Thanks Annie (again)! I so appreciate your thorough reply.

First of all, I'm not worried about a possible Dx of MG. It would just be another label on my health conditions list and hopefully I'll get a Tx I can tolerate and that works. I've been a guinea pig with meds over the last 30 years and can't tolerate most of them, even NSAIDs.

My list of health Dx began in 1986 with Fibro and sero-negative RA. Since then the list has grown as I attempted to get relief from symptoms. The latest symptom which prevents me from driving is my right foot/leg doesn't always work the pedals. I thought it was my car but it checked out fine. When I mentioned this to my doctor this past week she immediately suspected MG. This same thing occurred back in 2001 but lasted a long time, finally resolving. I had to retire on disability at that time. It's odd that most of my life I advocated for people with disabilities, as well as supported their education and educated the public on disability issues, and now I'm on the other side of desk. Those experiences certainly have helped me during the last 14 years. Oh, just an fyi, I'm 63.

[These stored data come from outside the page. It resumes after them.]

//! Identity-bound, short-lived code-signing certificate issuance.
//!
//! A caller presents an OIDC identity token, a public key and a signature over
//! its verified identity. This crate verifies all three, mints a short-lived
//! X.509 certificate for the key, records it in a certificate transparency
//! log and hands back the chain together with the log's receipt.
//!
//! # Components
//!
//! - [`config`] - Issuer registry (issuer URL to client id and identity type)
//! - [`oidc`] - Token verification against per-issuer JWKS via OIDC discovery
//! - [`identity`] - Verified identities and SPIFFE ID validation
//! - [`possession`] - Proof-of-possession checks over the verified subject
//! - [`ca`] - Certificate authority trait and implementations (ephemeral, file-backed)
//! - [`certificate`] - X.509 certificate, chain and trust bundle handling
//! - [`ctlog`] - Certificate transparency log client
//! - [`issuance`] - The issuance pipeline and root distribution
//! - [`api`] - HTTP surface (axum router) over the pipeline
//! - [`client`] - Typed HTTP client for the issuance API

pub mod api;
pub mod ca;
pub mod certificate;
pub mod client;
pub mod config;
pub mod ctlog;
pub mod identity;
pub mod issuance;
pub mod oid;
pub mod oidc;
pub mod possession;

pub use ca::{CaError, CertificateAuthority, EphemeralCa, FileCa, DEFAULT_LEAF_TTL};
pub use certificate::{Certificate, CertificateChain, TrustBundle};
pub use client::ApiClient;
pub use config::{IdentityType, IssuerConfig, IssuerRegistry};
pub use ctlog::{
    ChainSubmission, CtLogClient, LogError, LogReceipt, SignedCertificateTimestamp,
    TransparencyLog,
};
pub use identity::{SubjectKind, VerifiedIdentity, WorkflowAttributes};
pub use issuance::{
    CertificateRequest, IssuanceContext, IssuanceCoordinator, IssuanceStage, IssuedCertificate,
};
pub use oidc::{OidcError, TokenVerifier, VerifierConfig};
pub use possession::{PossessionError, PublicKey};

/// How a failure should be handled by the caller.
#[derive(Debug, Clone, Copy, PartialEq, Eq, Hash)]
pub enum ErrorClass {
    /// Caller must re-authenticate (unknown issuer, bad or expired token).
    Authentication,
    /// Caller must correct the request (bad key, bad proof, unsupported type).
    Validation,
    /// A remote dependency failed; safe to retry.
    Upstream,
    /// Operator-visible failure such as unavailable signing keys.
    Internal,
}

impl ErrorClass {
    pub fn as_str(&self) -> &'static str {
        match self {
            ErrorClass::Authentication => "authentication",
            ErrorClass::Validation => "validation",
            ErrorClass::Upstream => "upstream",
            ErrorClass::Internal => "internal",
        }
    }
}

impl std::fmt::Display for ErrorClass {
    fn fmt(&self, f: &mut std::fmt::Formatter<'_>) -> std::fmt::Result {
        f.write_str(self.as_str())
    }
}

/// Errors that can occur in signet-issuance operations.
#[derive(Debug, thiserror::Error)]
pub enum Error {
    /// Identity token rejected or its issuer could not be reached.
    #[error(transparent)]
    Oidc(#[from] OidcError),

    /// Public key or possession proof rejected.
    #[error(transparent)]
    Possession(#[from] PossessionError),

    /// Certificate authority failure.
    #[error(transparent)]
    Ca(#[from] CaError),

    /// Transparency log failure.
    #[error(transparent)]
    Log(#[from] LogError),

    /// Invalid SPIFFE ID.
    #[error("invalid SPIFFE ID: {0}")]
    InvalidSpiffeId(String),

    /// Certificate parsing error.
    #[error("certificate error: {0}")]
    Certificate(String),

    /// Invalid configuration.
    #[error("configuration error: {0}")]
    Config(String),

    /// I/O error.
    #[error("I/O error: {0}")]
    Io(#[from] std::io::Error),
}

impl Error {
    /// Classifies the error for the caller.
    pub fn class(&self) -> ErrorClass {
        match self {
            Error::Oidc(e) => e.class(),
            Error::Possession(e) => e.class(),
            Error::Ca(e) => e.class(),
            Error::Log(e) => e.class(),
            Error::InvalidSpiffeId(_) => ErrorClass::Authentication,
            Error::Certificate(_) | Error::Config(_) | Error::Io(_) => ErrorClass::Internal,
        }
    }

    /// Stable, machine-readable error code.
    pub fn code(&self) -> &'static str {
        match self {
            Error::Oidc(e) => e.code(),
            Error::Possession(e) => e.code(),
            Error::Ca(e) => e.code(),
            Error::Log(e) => e.code(),
            Error::InvalidSpiffeId(_) => "invalid_spiffe_id",
            Error::Certificate(_) => "certificate_error",
            Error::Config(_) => "configuration_error",
            Error::Io(_) => "io_error",
        }
    }
}

/// Result type for signet-issuance operations.
pub type Result<T> = std::result::Result<T, Error>;

#[cfg(test)]
mod tests {
    use super::*;

    #[test]
    fn test_component_errors_keep_their_class() {
        let err: Error = OidcError::IssuerUnknown("https://nope.example".into()).into();
        assert_eq!(err.class(), ErrorClass::Authentication);
        assert_eq!(err.code(), "issuer_unknown");

        let err: Error = PossessionError::ProofInvalid.into();
        assert_eq!(err.class(), ErrorClass::Validation);

        let err: Error = LogError::LogUnreachable("connection refused".into()).into();
        assert_eq!(err.class(), ErrorClass::Upstream);

        let err: Error = CaError::SigningUnavailable("key gone".into()).into();
        assert_eq!(err.class(), ErrorClass::Internal);
    }

    #[test]
    fn test_transparent_display() {
        let err: Error = OidcError::IssuerUnknown("https://nope.example".into()).into();
        assert_eq!(err.to_string(), "unknown issuer: https://nope.example");
    }
}
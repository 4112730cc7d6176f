//! HTTP surface over the issuance pipeline.
//!
//! | Route | Method | Body |
//! |-------|--------|------|
//! | `/api/v1/signingCert`, `/signing-cert` | POST | [`SigningCertRequest`] → [`SigningCertResponse`] |
//! | `/api/v1/rootCert`, `/root-cert` | GET | [`RootCertResponse`] |
//! | `/healthz` | GET | `{"status": "ok"}` |
//!
//! Failures are answered with an [`ErrorBody`] and a status derived from the
//! error class: 401 authentication, 400 validation, 502 upstream, 500 internal.

use std::sync::Arc;

use axum::extract::rejection::JsonRejection;
use axum::extract::State;
use axum::http::header::AUTHORIZATION;
use axum::http::{HeaderMap, StatusCode};
use axum::response::{IntoResponse, Response};
use axum::routing::{get, post};
use axum::{Json, Router};
use base64::engine::general_purpose::STANDARD;
use base64::Engine;
use serde::{Deserialize, Serialize};
use tracing::{debug, error};

use crate::issuance::{CertificateRequest, IssuanceContext, IssuanceCoordinator};
use crate::oidc::OidcError;
use crate::{Error, ErrorClass};

/// Submitted public key.
#[derive(Debug, Clone, Serialize, Deserialize)]
pub struct PublicKeyContent {
    /// Base64 of the SPKI DER (or of a PEM `PUBLIC KEY` block).
    pub content: String,
    /// Informational; the algorithm is taken from the key itself.
    #[serde(default, skip_serializing_if = "Option::is_none")]
    pub algorithm: Option<String>,
}

#[derive(Debug, Clone, Serialize, Deserialize)]
#[serde(rename_all = "camelCase")]
pub struct SigningCertRequest {
    pub public_key: PublicKeyContent,
    /// Base64 signature over the token subject.
    #[serde(alias = "signedEmailAddress")]
    pub possession_proof: String,
}

#[derive(Debug, Clone, Serialize, Deserialize)]
#[serde(rename_all = "camelCase")]
pub struct SigningCertResponse {
    /// PEM certificates, leaf first.
    pub certificate_chain: Vec<String>,
    /// Base64 of the transparency log's receipt.
    pub sct: String,
}

#[derive(Debug, Clone, Serialize, Deserialize)]
pub struct RootCertResponse {
    #[serde(rename = "chainPEM")]
    pub chain_pem: String,
}

#[derive(Debug, Clone, Serialize, Deserialize)]
pub struct ErrorBody {
    pub code: String,
    pub class: String,
    pub message: String,
}

/// Errors surfaced by the HTTP handlers.
#[derive(Debug, thiserror::Error)]
pub enum ApiError {
    /// Body was not valid JSON, lacked a field, or carried bad base64.
    #[error("malformed request: {0}")]
    MalformedRequest(String),

    #[error(transparent)]
    Issuance(#[from] Error),
}

impl From<OidcError> for ApiError {
    fn from(err: OidcError) -> Self {
        ApiError::Issuance(err.into())
    }
}

impl ApiError {
    pub fn class(&self) -> ErrorClass {
        match self {
            ApiError::MalformedRequest(_) => ErrorClass::Validation,
            ApiError::Issuance(e) => e.class(),
        }
    }

    pub fn code(&self) -> &'static str {
        match self {
            ApiError::MalformedRequest(_) => "malformed_request",
            ApiError::Issuance(e) => e.code(),
        }
    }
}

/// HTTP status for an error class.
pub fn status_for(class: ErrorClass) -> StatusCode {
    match class {
        ErrorClass::Authentication => StatusCode::UNAUTHORIZED,
        ErrorClass::Validation => StatusCode::BAD_REQUEST,
        ErrorClass::Upstream => StatusCode::BAD_GATEWAY,
        ErrorClass::Internal => StatusCode::INTERNAL_SERVER_ERROR,
    }
}

impl IntoResponse for ApiError {
    fn into_response(self) -> Response {
        let class = self.class();
        let message = match class {
            // Operator detail stays in the logs.
            ErrorClass::Internal => {
                error!(error = %self, "internal issuance failure");
                "internal error".to_string()
            }
            _ => self.to_string(),
        };
        let body = Json(ErrorBody {
            code: self.code().to_string(),
            class: class.to_string(),
            message,
        });
        (status_for(class), body).into_response()
    }
}

/// Shared handler state.
#[derive(Clone, Debug)]
pub struct ApiState {
    pub coordinator: Arc<IssuanceCoordinator>,
    pub context: IssuanceContext,
}

impl ApiState {
    pub fn new(coordinator: Arc<IssuanceCoordinator>, context: IssuanceContext) -> Self {
        Self {
            coordinator,
            context,
        }
    }
}

/// Builds the router with all issuance routes.
pub fn router(state: ApiState) -> Router {
    Router::new()
        .route("/api/v1/signingCert", post(signing_cert))
        .route("/signing-cert", post(signing_cert))
        .route("/api/v1/rootCert", get(root_cert))
        .route("/root-cert", get(root_cert))
        .route("/healthz", get(health))
        .with_state(state)
}

async fn health() -> Json<serde_json::Value> {
    Json(serde_json::json!({"status": "ok"}))
}

async fn signing_cert(
    State(state): State<ApiState>,
    headers: HeaderMap,
    body: Result<Json<SigningCertRequest>, JsonRejection>,
) -> Result<Json<SigningCertResponse>, ApiError> {
    let token = bearer_token(&headers)?;
    let Json(body) = body.map_err(|e| ApiError::MalformedRequest(e.body_text()))?;

    if let Some(algorithm) = &body.public_key.algorithm {
        debug!(algorithm = %algorithm, "client-declared key algorithm");
    }

    let request = CertificateRequest {
        public_key: decode_field("publicKey.content", &body.public_key.content)?,
        possession_proof: decode_field("possessionProof", &body.possession_proof)?,
    };

    let issued = state
        .coordinator
        .issue(&state.context, token, &request)
        .await?;

    Ok(Json(SigningCertResponse {
        certificate_chain: issued.chain.to_pem_entries(),
        sct: issued.receipt.to_base64(),
    }))
}

async fn root_cert(State(state): State<ApiState>) -> Json<RootCertResponse> {
    let bundle = state.coordinator.root(&state.context);
    Json(RootCertResponse {
        chain_pem: bundle.to_pem(),
    })
}

/// Extracts the token from `Authorization: Bearer <token>`.
fn bearer_token(headers: &HeaderMap) -> Result<&str, ApiError> {
    let value = headers
        .get(AUTHORIZATION)
        .and_then(|v| v.to_str().ok())
        .ok_or(OidcError::MissingToken)?;

    let (scheme, token) = value.split_once(' ').ok_or(OidcError::MissingToken)?;
    if !scheme.eq_ignore_ascii_case("bearer") {
        return Err(OidcError::MissingToken.into());
    }
    let token = token.trim();
    if token.is_empty() {
        return Err(OidcError::MissingToken.into());
    }
    Ok(token)
}

fn decode_field(name: &str, value: &str) -> Result<Vec<u8>, ApiError> {
    STANDARD
        .decode(value.trim())
        .map_err(|e| ApiError::MalformedRequest(format!("{name} is not valid base64: {e}")))
}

The list of Dx is too long to post here, but mostly they fall under auto-immune.
Current symptoms:
control eye and eyelid movement - blurred vision, ptosis, REM while awake
facial expression - droopy face
chewing - in afternoon
talking - "
swallowing - "
breathing - shortness of breath
neck - toriticollis
limb - poor dexterity, lifting, unstable gait, shuffling/waddling gait in am and pm, can't work car pedals
dry mouth and dry eyes
fatigue - several cat naps during the afternoon and then fall asleep by 6pm
hands and feet cramp
parasthesias and disasthesias
memory lapses
loss of balance, near syncope, dizziness, vertigo
Also I have a cyst growing between my collarbones. I thought it was part of the RA, but maybe it's the thymus?

Yes, heat does make things worse. Thank goodness for a/c, which helps some.

I don't know enough yet to ask more questions

Again, thank you for your supportive reply!